La reciente autorización ambiental integrada para la construcción de una macrogranja de gallinas en Cuenca ha desencadenado una intensa controversia social. Este proyecto, que alojará cerca de un millón de aves, es objeto de debate sobre el modelo agroalimentario y sus efectos ambientales. Expertos han expresado su preocupación por las enormes emisiones de amoniaco y la gestión de residuos orgánicos, siendo este último un tema crítico dado el comprometido estado de los acuíferos locales.
La magnitud de la explotación me preocupa especialmente en una región que ya enfrenta problemas relacionados con la calidad del agua. La sobreexplotación de recursos hídricos, como el acuífero Rus-Valdelobos, peligra el suministro de agua para las comunidades cercanas. Además, la gran concentración de aves podría facilitar la transmisión de enfermedades, potenciando el riesgo de brotes de gripe aviar y aumentando la inquietud entre la población y organizaciones ecologistas.
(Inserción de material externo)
//! Role checks for strategy management.

use clm_vault_domain::enums::Role;
use clm_vault_domain::error::{Error, Result};
use clm_vault_domain::value_objects::Address;
use serde::{Deserialize, Serialize};
use std::collections::BTreeSet;
use tracing::info;

#[derive(Debug, Clone, PartialEq, Eq, Serialize, Deserialize)]
pub struct AccessControl {
    owner: Option<Address>,
    pending_owner: Option<Address>,
    managers: BTreeSet<Address>,
    rebalancers: BTreeSet<Address>,
    vault: Address,
    retired: bool,
}

impl AccessControl {
    pub fn new(owner: Address, vault: Address) -> Self {
        Self {
            owner: Some(owner),
            pending_owner: None,
            managers: BTreeSet::new(),
            rebalancers: BTreeSet::new(),
            vault,
            retired: false,
        }
    }

    #[must_use]
    pub fn with_manager(mut self, manager: Address) -> Self {
        self.managers.insert(manager);
        self
    }

    #[must_use]
    pub fn with_rebalancer(mut self, rebalancer: Address) -> Self {
        self.rebalancers.insert(rebalancer);
        self
    }

    pub fn owner(&self) -> Option<&Address> {
        self.owner.as_ref()
    }

    pub fn pending_owner(&self) -> Option<&Address> {
        self.pending_owner.as_ref()
    }

    pub fn vault(&self) -> &Address {
        &self.vault
    }

    pub fn is_retired(&self) -> bool {
        self.retired
    }

    fn deny(caller: &Address, role: Role) -> Error {
        Error::Unauthorized {
            caller: caller.to_string(),
            role,
        }
    }

    pub fn only_owner(&self, caller: &Address) -> Result<()> {
        match &self.owner {
            Some(owner) if owner == caller => Ok(()),
            _ => Err(Self::deny(caller, Role::Owner)),
        }
    }

    /// Managers and the owner.
    pub fn only_manager(&self, caller: &Address) -> Result<()> {
        if self.managers.contains(caller) || self.owner.as_ref() == Some(caller) {
            return Ok(());
        }
        Err(Self::deny(caller, Role::Manager))
    }

    /// Rebalancers plus everyone who passes [`Self::only_manager`].
    pub fn only_rebalancer(&self, caller: &Address) -> Result<()> {
        if self.rebalancers.contains(caller) || self.only_manager(caller).is_ok() {
            return Ok(());
        }
        Err(Self::deny(caller, Role::Rebalancer))
    }

    pub fn only_vault(&self, caller: &Address) -> Result<()> {
        if &self.vault == caller {
            return Ok(());
        }
        Err(Self::deny(caller, Role::Vault))
    }

    pub fn set_manager(&mut self, caller: &Address, manager: Address, enabled: bool) -> Result<()> {
        self.only_owner(caller)?;
        if enabled {
            self.managers.insert(manager);
        } else {
            self.managers.remove(&manager);
        }
        Ok(())
    }

    pub fn set_rebalancer(
        &mut self,
        caller: &Address,
        rebalancer: Address,
        enabled: bool,
    ) -> Result<()> {
        self.only_manager(caller)?;
        if enabled {
            self.rebalancers.insert(rebalancer);
        } else {
            self.rebalancers.remove(&rebalancer);
        }
        Ok(())
    }

    /// First step of an ownership transfer.
    pub fn transfer_ownership(&mut self, caller: &Address, new_owner: Address) -> Result<()> {
        self.only_owner(caller)?;
        self.pending_owner = Some(new_owner);
        Ok(())
    }

    /// Completes a transfer started by [`Self::transfer_ownership`]; returns
    /// the previous owner.
    pub fn accept_ownership(&mut self, caller: &Address) -> Result<Option<Address>> {
        if self.pending_owner.as_ref() != Some(caller) {
            return Err(Self::deny(caller, Role::Owner));
        }
        self.pending_owner = None;
        let previous = self.owner.replace(caller.clone());
        info!(new_owner = %caller, "ownership transferred");
        Ok(previous)
    }

    pub fn mark_retired(&mut self, caller: &Address) -> Result<()> {
        self.only_owner(caller)?;
        self.retired = true;
        Ok(())
    }

    /// Drops the owner for good; only allowed once retired.
    pub fn renounce_ownership(&mut self, caller: &Address) -> Result<Option<Address>> {
        self.only_owner(caller)?;
        if !self.retired {
            return Err(Error::invalid_config(
                "ownership can only be renounced after retirement",
            ));
        }
        self.pending_owner = None;
        Ok(self.owner.take())
    }
}

#[cfg(test)]
mod tests {
    use super::*;

    fn addr(s: &str) -> Address {
        Address::new(s)
    }

    fn access() -> AccessControl {
        AccessControl::new(addr("owner"), addr("vault"))
            .with_manager(addr("manager"))
            .with_rebalancer(addr("keeper"))
    }

    #[test]
    fn test_role_hierarchy() {
        let access = access();
        assert!(access.only_manager(&addr("owner")).is_ok());
        assert!(access.only_rebalancer(&addr("manager")).is_ok());
        assert!(access.only_rebalancer(&addr("keeper")).is_ok());
        assert!(access.only_manager(&addr("keeper")).is_err());
        assert!(access.only_vault(&addr("owner")).is_err());

        let err = access.only_owner(&addr("manager")).unwrap_err();
        assert_eq!(
            err,
            Error::Unauthorized {
                caller: "manager".to_string(),
                role: Role::Owner
            }
        );
    }

    #[test]
    fn test_two_step_transfer() {
        let mut access = access();
        access.transfer_ownership(&addr("owner"), addr("next")).unwrap();
        assert!(access.accept_ownership(&addr("stranger")).is_err());
        assert_eq!(access.owner(), Some(&addr("owner")));

        let previous = access.accept_ownership(&addr("next")).unwrap();
        assert_eq!(previous, Some(addr("owner")));
        assert!(access.only_owner(&addr("next")).is_ok());
        assert!(access.pending_owner().is_none());
    }

    #[test]
    fn test_renounce_requires_retirement() {
        let mut access = access();
        assert!(access.renounce_ownership(&addr("owner")).is_err());
        access.mark_retired(&addr("owner")).unwrap();
        access.renounce_ownership(&addr("owner")).unwrap();
        assert!(access.owner().is_none());
        assert!(access.only_manager(&addr("owner")).is_err());
    }

    #[test]
    fn test_allow_lists() {
        let mut access = access();
        assert!(access.set_manager(&addr("manager"), addr("m2"), true).is_err());
        access.set_rebalancer(&addr("manager"), addr("k2"), true).unwrap();
        assert!(access.only_rebalancer(&addr("k2")).is_ok());
        access.set_rebalancer(&addr("manager"), addr("k2"), false).unwrap();
        assert!(access.only_rebalancer(&addr("k2")).is_err());
    }
}
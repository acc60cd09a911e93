//! Share-accounting vault over a concentrated-liquidity strategy.
//!
//! Users deposit both pool assets and receive shares; a sliding fee charges
//! deposits that would rebalance the vault for free. [`system::VaultSystem`]
//! runs every operation as one atomic step over the shared ledger.

pub mod config;
pub mod reentrancy;
pub mod shares;
pub mod sliding_fee;
pub mod system;
pub mod vault;

#[cfg(test)]
mod testing;

pub use config::VaultConfig;
pub use system::VaultSystem;
pub use vault::{ConcentratedLiquidityVault, DepositPreview};
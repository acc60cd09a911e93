//! Fixtures shared by the strategy tests.

use crate::access::AccessControl;
use crate::calm::CalmPeriodGuard;
use crate::config::{Routes, StrategyConfig};
use crate::context::StrategyContext;
use crate::strategy::ConcentratedLiquidityStrategy;
use clm_vault_domain::fees::FeeConfig;
use clm_vault_domain::value_objects::Address;
use clm_vault_protocols::ledger::Ledger;
use clm_vault_protocols::pool::{ConcentratedPool, PoolParams, UniswapV3Pool};
use clm_vault_protocols::rewards::StreamingRewards;
use clm_vault_protocols::router::{OracleRouter, RATE_SCALE};
use clm_vault_protocols::tokens::TokenLedger;
use primitive_types::U256;

pub type LedgerWith<P> = Ledger<P, OracleRouter, StreamingRewards>;
pub type TestLedger = LedgerWith<UniswapV3Pool>;
pub type StrategyWith<P> = ConcentratedLiquidityStrategy<P, OracleRouter, StreamingRewards>;
pub type TestStrategy = StrategyWith<UniswapV3Pool>;

/// Ledger time the fixtures start at.
pub const START: u64 = 10_000;

pub fn addr(s: &str) -> Address {
    Address::new(s)
}

/// Uniswap-style pool at `tick` since time zero.
pub fn ledger_at_tick(tick: i32) -> TestLedger {
    let params = PoolParams::default().with_initial_tick(tick);
    ledger_with(UniswapV3Pool::new(params, 0).expect("pool"))
}

/// Ledger around `pool` with a router funded with every token.
pub fn ledger_with<P>(pool: P) -> LedgerWith<P> {
    let router = OracleRouter::new(addr("router"))
        .with_rate(&addr("token0"), &addr("native"), U256::from(RATE_SCALE))
        .with_rate(&addr("token1"), &addr("native"), U256::from(RATE_SCALE))
        .with_rate(&addr("reward"), &addr("token0"), U256::from(2 * RATE_SCALE));
    let rewards = StreamingRewards::new(addr("gauge"), addr("reward"));

    let mut tokens = TokenLedger::new();
    tokens.exempt_from_fees(&addr("pool"));
    tokens.exempt_from_fees(&addr("router"));
    let inventory = U256::from(10u64).pow(U256::from(30u8));
    for token in ["token0", "token1", "native", "reward"] {
        tokens
            .mint(&addr(token), &addr("router"), inventory)
            .expect("mint");
    }
    Ledger::new(START, tokens, pool, router, rewards)
}

pub fn fund<P>(ledger: &mut LedgerWith<P>, holder: &Address, amount0: U256, amount1: U256) {
    ledger
        .tokens
        .mint(&addr("token0"), holder, amount0)
        .expect("mint token0");
    ledger
        .tokens
        .mint(&addr("token1"), holder, amount1)
        .expect("mint token1");
}

pub fn routes() -> Routes {
    StrategyConfig::default().with_native(addr("native")).routes()
}

pub fn context() -> StrategyContext {
    StrategyContext {
        guard: CalmPeriodGuard::new(60, 60, 60).expect("guard"),
        fees: FeeConfig::default(),
        access: AccessControl::new(addr("owner"), addr("vault")),
        paused: false,
    }
}

pub fn config() -> StrategyConfig {
    StrategyConfig::default()
        .with_position_width(10)
        .with_max_tick_deviation(60)
        .with_twap_interval(60)
        .with_locked_profit_duration(3_600)
        .with_native(addr("native"))
}

pub fn strategy(ledger: &TestLedger) -> TestStrategy {
    strategy_for(&ledger.pool)
}

pub fn strategy_for<P: ConcentratedPool>(pool: &P) -> StrategyWith<P> {
    let access = AccessControl::new(addr("owner"), addr("vault"))
        .with_manager(addr("manager"))
        .with_rebalancer(addr("keeper"));
    ConcentratedLiquidityStrategy::new(addr("strategy"), config(), access, pool)
        .expect("strategy")
}
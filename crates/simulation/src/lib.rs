//! Scenario simulation for the concentrated-liquidity vault.
//!
//! Generates price paths, replays them against a [`clm_vault::VaultSystem`]
//! over an in-memory pool, and lets a keeper policy decide when to harvest
//! or re-center.

pub mod config;
pub mod keepers;
pub mod monte_carlo;
pub mod prelude;
pub mod price_path;
pub mod runner;
pub mod state;
pub mod volume;
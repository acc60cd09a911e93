use serde::{Deserialize, Serialize};

/// Concentrated-liquidity pool families the strategy can manage.
#[derive(Debug, Clone, Copy, PartialEq, Eq, Serialize, Deserialize)]
pub enum PoolFamily {
    /// Positions keyed by `(owner, lower, upper)`.
    UniswapV3,
    /// Positions minted as non-fungible ids.
    Velodrome,
}

/// Which of the two strategy ranges a value refers to.
#[derive(Debug, Clone, Copy, PartialEq, Eq, Hash, Serialize, Deserialize)]
pub enum RangeKind {
    Main,
    Alt,
}

/// Roles checked by the access-control layer.
#[derive(Debug, Clone, Copy, PartialEq, Eq, Hash, Serialize, Deserialize)]
pub enum Role {
    Owner,
    Manager,
    Rebalancer,
    Vault,
}
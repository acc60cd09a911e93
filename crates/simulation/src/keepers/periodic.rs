//! Periodic keeper.
//!
//! Harvests every N steps regardless of price. Optionally re-centers on a
//! separate schedule, but only once the price has left the main range.

use super::{Keeper, KeeperAction, KeeperContext};

#[derive(Debug, Clone, PartialEq, Eq)]
pub struct PeriodicKeeper {
    /// Steps between harvests.
    pub harvest_interval: u64,
    /// Steps between out-of-range re-centers; `None` never re-centers.
    pub rebalance_interval: Option<u64>,
}

impl PeriodicKeeper {
    #[must_use]
    pub fn new(harvest_interval: u64) -> Self {
        Self {
            harvest_interval,
            rebalance_interval: None,
        }
    }

    #[must_use]
    pub fn with_rebalance_interval(mut self, interval: u64) -> Self {
        self.rebalance_interval = Some(interval);
        self
    }
}

impl Keeper for PeriodicKeeper {
    fn evaluate(&self, context: &KeeperContext) -> KeeperAction {
        if self.harvest_interval > 0 && context.steps_since_harvest >= self.harvest_interval {
            return KeeperAction::Harvest;
        }

        match self.rebalance_interval {
            Some(interval)
                if context.steps_since_rebalance >= interval && !context.is_in_range() =>
            {
                KeeperAction::MoveTicks
            }
            _ => KeeperAction::Hold,
        }
    }

    fn name(&self) -> &'static str {
        "Periodic Keeper"
    }
}

#[cfg(test)]
mod tests {
    use super::*;
    use crate::keepers::context;

    #[test]
    fn test_holds_before_interval() {
        let keeper = PeriodicKeeper::new(10);
        assert_eq!(keeper.evaluate(&context(0, 5, 5)), KeeperAction::Hold);
    }

    #[test]
    fn test_harvests_at_interval() {
        let keeper = PeriodicKeeper::new(10);
        assert_eq!(keeper.evaluate(&context(0, 10, 0)), KeeperAction::Harvest);
        // Zero disables harvesting.
        assert_eq!(PeriodicKeeper::new(0).evaluate(&context(0, 50, 0)), KeeperAction::Hold);
    }

    #[test]
    fn test_rebalances_only_out_of_range() {
        let keeper = PeriodicKeeper::new(100).with_rebalance_interval(4);

        // In range - holds even past the interval.
        assert_eq!(keeper.evaluate(&context(120, 5, 8)), KeeperAction::Hold);
        // Out of range but too soon.
        assert_eq!(keeper.evaluate(&context(900, 5, 2)), KeeperAction::Hold);
        assert_eq!(keeper.evaluate(&context(900, 5, 4)), KeeperAction::MoveTicks);
    }
}
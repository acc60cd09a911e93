use crate::error::MathError;
use crate::math::price_tick::{amount_from_decimal, amount_to_decimal};
use crate::value_objects::Address;
use primitive_types::U256;
use rust_decimal::Decimal;
use serde::{Deserialize, Serialize};

/// Static metadata of an ERC20-like asset.
#[derive(Debug, Clone, PartialEq, Eq, Hash, Serialize, Deserialize)]
pub struct Token {
    pub address: Address,
    pub symbol: String,
    pub decimals: u8,
    pub name: String,
}

impl Token {
    pub fn new(
        address: impl Into<Address>,
        symbol: impl Into<String>,
        decimals: u8,
        name: impl Into<String>,
    ) -> Self {
        Self {
            address: address.into(),
            symbol: symbol.into(),
            decimals,
            name: name.into(),
        }
    }

    /// Raw units of a human-readable amount, truncated to `decimals`.
    pub fn to_raw(&self, amount: Decimal) -> Result<U256, MathError> {
        amount_from_decimal(amount, self.decimals)
    }

    pub fn to_human(&self, raw: U256) -> Result<Decimal, MathError> {
        amount_to_decimal(raw, self.decimals)
    }
}

#[cfg(test)]
mod tests {
    use super::*;
    use rust_decimal_macros::dec;

    #[test]
    fn test_unit_conversions() {
        let usdc = Token::new("usdc", "USDC", 6, "USD Coin");
        assert_eq!(usdc.to_raw(dec!(12.5)).unwrap(), U256::from(12_500_000u64));
        assert_eq!(usdc.to_human(U256::from(1_000_001u64)).unwrap(), dec!(1.000001));
        assert_eq!(usdc.address, Address::new("usdc"));
    }
}
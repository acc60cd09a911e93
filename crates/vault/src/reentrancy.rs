use clm_vault_domain::error::{Error, Result};
use serde::{Deserialize, Serialize};

/// Rejects nested entry into a deposit or withdrawal.
#[derive(Debug, Clone, Copy, Default, PartialEq, Eq, Serialize, Deserialize)]
pub struct ReentrancyGuard {
    entered: bool,
}

impl ReentrancyGuard {
    pub fn enter(&mut self) -> Result<()> {
        if self.entered {
            return Err(Error::Reentrancy);
        }
        self.entered = true;
        Ok(())
    }

    pub fn exit(&mut self) {
        self.entered = false;
    }

    pub fn is_entered(&self) -> bool {
        self.entered
    }
}

#[cfg(test)]
mod tests {
    use super::*;

    #[test]
    fn test_nested_entry_rejected() {
        let mut guard = ReentrancyGuard::default();
        guard.enter().unwrap();
        assert_eq!(guard.enter(), Err(Error::Reentrancy));
        guard.exit();
        assert!(guard.enter().is_ok());
    }
}
//! Lifecycle events emitted by the strategy and vault.
//!
//! Events are journaled on the ledger and discarded together with every
//! other effect when the surrounding step fails.

use crate::enums::RangeKind;
use crate::fees::FeeSplit;
use crate::value_objects::{Address, AmountPair, TickRange};
use primitive_types::U256;
use serde::{Deserialize, Serialize};
use uuid::Uuid;

/// Type of lifecycle event.
#[derive(Debug, Clone, Copy, PartialEq, Eq, Hash, Serialize, Deserialize)]
pub enum LifecycleEventType {
    /// Reported balances after a state change.
    Tvl,
    /// Pool fees collected from live ranges.
    ClaimedFees,
    /// External reward emissions claimed.
    ClaimedRewards,
    /// A harvest completed.
    Harvest,
    /// Performance fee distributed.
    ChargedFees,
    /// Ranges recomputed.
    TicksSet,
    /// Liquidity added to a range.
    RangeOpened,
    /// Liquidity removed from a range.
    RangeClosed,
    Deposit,
    Withdraw,
    Paused,
    Unpaused,
    /// A managed parameter changed.
    ConfigChanged,
    OwnershipTransferred,
    Retired,
}

/// A journaled event.
#[derive(Debug, Clone, Serialize, Deserialize)]
pub struct LifecycleEvent {
    /// Event ID.
    pub id: Uuid,
    /// Event type.
    pub event_type: LifecycleEventType,
    /// Component that emitted the event.
    pub emitter: Address,
    /// Ledger time in seconds.
    pub timestamp: u64,
    /// Event-specific data.
    pub data: EventData,
}

impl LifecycleEvent {
    /// Creates a new lifecycle event.
    pub fn new(emitter: Address, timestamp: u64, data: EventData) -> Self {
        Self {
            id: Uuid::new_v4(),
            event_type: data.event_type(),
            emitter,
            timestamp,
            data,
        }
    }
}

/// Event-specific data.
#[derive(Debug, Clone, PartialEq, Eq, Serialize, Deserialize)]
pub enum EventData {
    Tvl { balances: AmountPair },
    ClaimedFees { main: AmountPair, alt: AmountPair },
    ClaimedRewards { token: Address, amount: U256 },
    Harvest(HarvestData),
    ChargedFees(FeeSplit),
    TicksSet { main: TickRange, alt: Option<TickRange> },
    RangeOpened(RangeOpenedData),
    RangeClosed { kind: RangeKind, range: TickRange, amounts: AmountPair },
    Deposit(DepositData),
    Withdraw(WithdrawData),
    Paused,
    Unpaused,
    ConfigChanged { parameter: String, value: String },
    OwnershipTransferred {
        previous: Option<Address>,
        new: Option<Address>,
    },
    Retired,
}

impl EventData {
    pub fn event_type(&self) -> LifecycleEventType {
        match self {
            Self::Tvl { .. } => LifecycleEventType::Tvl,
            Self::ClaimedFees { .. } => LifecycleEventType::ClaimedFees,
            Self::ClaimedRewards { .. } => LifecycleEventType::ClaimedRewards,
            Self::Harvest(_) => LifecycleEventType::Harvest,
            Self::ChargedFees(_) => LifecycleEventType::ChargedFees,
            Self::TicksSet { .. } => LifecycleEventType::TicksSet,
            Self::RangeOpened(_) => LifecycleEventType::RangeOpened,
            Self::RangeClosed { .. } => LifecycleEventType::RangeClosed,
            Self::Deposit(_) => LifecycleEventType::Deposit,
            Self::Withdraw(_) => LifecycleEventType::Withdraw,
            Self::Paused => LifecycleEventType::Paused,
            Self::Unpaused => LifecycleEventType::Unpaused,
            Self::ConfigChanged { .. } => LifecycleEventType::ConfigChanged,
            Self::OwnershipTransferred { .. } => LifecycleEventType::OwnershipTransferred,
            Self::Retired => LifecycleEventType::Retired,
        }
    }
}

/// Data for a completed harvest.
#[derive(Debug, Clone, PartialEq, Eq, Serialize, Deserialize)]
pub struct HarvestData {
    /// Earnings compounded after fees.
    pub compounded: AmountPair,
    /// Native asset taken as performance fee.
    pub native_fee: U256,
    /// Locked profit after the harvest.
    pub total_locked: AmountPair,
}

/// Data for a range opened event.
#[derive(Debug, Clone, PartialEq, Eq, Serialize, Deserialize)]
pub struct RangeOpenedData {
    pub kind: RangeKind,
    pub range: TickRange,
    pub liquidity: u128,
    /// Tokens pulled by the pool.
    pub amounts: AmountPair,
}

/// Data for a vault deposit.
#[derive(Debug, Clone, PartialEq, Eq, Serialize, Deserialize)]
pub struct DepositData {
    pub user: Address,
    pub shares: U256,
    /// Amounts credited after transfer and sliding fees.
    pub amounts: AmountPair,
    /// Sliding fee withheld from the deposit.
    pub fees: AmountPair,
}

/// Data for a vault withdrawal.
#[derive(Debug, Clone, PartialEq, Eq, Serialize, Deserialize)]
pub struct WithdrawData {
    pub user: Address,
    pub shares: U256,
    /// Amounts the user received.
    pub amounts: AmountPair,
}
La oposición no se limita a cuestionar la construcción de la macrogranja, sino que aboga por una revisión sistemática del modelo de producción intensivo en la ganadería española. Vecinos y activistas demandan una evolución hacia prácticas más sostenibles y responsables, tanto en términos de bienestar animal como de salud pública. Este contexto refleja un dilema más amplio en la gestión de los recursos hídricos y la protección ambiental, que se torna aún más urgente en un escenario de crisis climática y creciente presión sobre los recursos naturales. La experiencia reciente en la macrogranja de Cidones, donde se han alertado riesgos de contaminación de recursos hídricos, subraya la necesidad de abordar estas preocupaciones con responsabilidad y rigor en la planificación agroindustrial.